Bu yüzden kelebeğe yardımcı olmaya karar verdi. Cebindeki küçük çakıyı çıkarıp kozadaki deliği bir cerrah titizliğiyle büyütmeye başladı. Böylece bir iki dakika içinde kelebek kolayca dışarı çıkıverdi. Fakat bedeni kuru ve küçücük, kanatları buruş buruştu. Adam kelebeği izlemeye devam etti. Çünkü kanatlarının her an açılıp genişleyeceğini ve narin bedenini taşıyacak kadar güçleneceğini umuyordu. Bunlardan hiçbiri olmadı.
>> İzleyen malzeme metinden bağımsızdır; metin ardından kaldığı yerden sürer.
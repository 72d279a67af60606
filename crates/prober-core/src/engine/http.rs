//! HTTP transport shared by the GET and POST strategies, and the GET strategy
//!
//! Every probe goes through one client configured so that probes behave the
//! same regardless of the environment the prober runs in: no TLS
//! verification, no connection reuse, no proxy from the environment.

use super::url::build_headers;
use super::{truncate_output, ProberOptions, MAX_OUTPUT_LENGTH};
use crate::contracts::{HttpHeader, ProbeOutcome};
use crate::error::{ProbeError, Result};
use reqwest::header::{HeaderMap, HeaderValue, USER_AGENT};
use reqwest::redirect::Policy;
use reqwest::{Client, RequestBuilder, Response, StatusCode, Url};
use std::time::Duration;

/// Redirect hops followed before the request is abandoned
pub const MAX_REDIRECTS: usize = 10;

/// HTTP prober (GET and POST)
#[derive(Debug, Clone)]
pub struct HttpProber {
    client: Client,
    user_agent: HeaderValue,
}

impl HttpProber {
    pub fn new(options: &ProberOptions) -> Result<Self> {
        let client = Client::builder()
            .danger_accept_invalid_certs(true)
            .no_proxy()
            .pool_max_idle_per_host(0)
            .redirect(redirect_policy(options.follow_non_local_redirects))
            .build()?;

        let user_agent = HeaderValue::from_str(&options.user_agent)
            .map_err(|e| ProbeError::invalid_user_agent(options.user_agent.as_str(), e))?;

        Ok(Self { client, user_agent })
    }

    /// Probe `url` with a GET request.
    ///
    /// 2xx is Success, 3xx (a redirect that was not followed) is Warning and
    /// anything else is Failure. Transport errors are Failures, not errors.
    pub async fn get(
        &self,
        url: &Url,
        headers: &[HttpHeader],
        timeout: Duration,
    ) -> Result<ProbeOutcome> {
        let headers = match self.request_headers(headers) {
            Ok(headers) => headers,
            Err(reason) => return Ok(ProbeOutcome::failure(reason)),
        };

        let request = self
            .client
            .get(url.clone())
            .headers(headers)
            .timeout(timeout);

        self.execute(request, url).await
    }

    pub(super) fn client(&self) -> &Client {
        &self.client
    }

    /// Caller headers plus the default User-Agent when none was given
    pub(super) fn request_headers(
        &self,
        headers: &[HttpHeader],
    ) -> std::result::Result<HeaderMap, String> {
        let mut map = build_headers(headers)?;
        if !map.contains_key(USER_AGENT) {
            map.insert(USER_AGENT, self.user_agent.clone());
        }
        Ok(map)
    }

    /// Send the request and classify the response
    pub(super) async fn execute(&self, request: RequestBuilder, url: &Url) -> Result<ProbeOutcome> {
        let response = match request.send().await {
            Ok(response) => response,
            Err(e) => {
                // Timeouts and refused connections land here; they say the target is down.
                tracing::debug!(%url, error = %e, "HTTP probe request failed");
                return Ok(ProbeOutcome::failure(e.to_string()));
            }
        };

        let status = response.status();
        let body = read_at_most(response, MAX_OUTPUT_LENGTH, url).await?;
        Ok(classify(status, &body, url))
    }
}

fn redirect_policy(follow_non_local_redirects: bool) -> Policy {
    if follow_non_local_redirects {
        return Policy::limited(MAX_REDIRECTS);
    }

    Policy::custom(|attempt| {
        let leaves_origin = attempt
            .previous()
            .first()
            .map(|origin| origin.host_str() != attempt.url().host_str())
            .unwrap_or(false);

        if leaves_origin {
            // Hand the redirect response itself back to the caller.
            attempt.stop()
        } else if attempt.previous().len() > MAX_REDIRECTS {
            attempt.error(format!("stopped after {} redirects", MAX_REDIRECTS))
        } else {
            attempt.follow()
        }
    })
}

/// Read the body up to `limit` bytes; anything beyond is dropped
async fn read_at_most(mut response: Response, limit: usize, url: &Url) -> Result<Vec<u8>> {
    let mut body = Vec::new();

    while let Some(chunk) = response
        .chunk()
        .await
        .map_err(|source| ProbeError::ResponseBody {
            url: url.to_string(),
            source,
        })?
    {
        let remaining = limit - body.len();
        if chunk.len() > remaining {
            body.extend_from_slice(&chunk[..remaining]);
            tracing::debug!(%url, limit, "Non fatal body truncation");
            break;
        }
        body.extend_from_slice(&chunk);
    }

    Ok(body)
}

fn classify(status: StatusCode, body: &[u8], url: &Url) -> ProbeOutcome {
    let code = status.as_u16();
    let output = truncate_output(body);

    match code {
        200..=299 => {
            tracing::debug!(%url, code, "Probe succeeded");
            ProbeOutcome::success(output)
        }
        300..=399 => {
            tracing::debug!(%url, code, "Probe terminated redirects");
            ProbeOutcome::warning(output)
        }
        _ => {
            tracing::debug!(%url, code, body = %output, "Probe failed");
            ProbeOutcome::failure(format!("HTTP probe failed with statuscode: {}", code))
        }
    }
}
Kelebek, hayatının geri kalanını kurumuş bir beden ve buruşmuş kanatlarla yerde sürünerek geçirdi. Ne kadar denese de asla uçamadı. Adamın bütün iyi niyetine ve yardımseverliğine rağmen bilmediği bir şey vardı. O da tırtılın bir kelebek haline gelebilmesi ve kanatlarının güçlenmesi için çaba sarf etmesi gerektiğiydi.”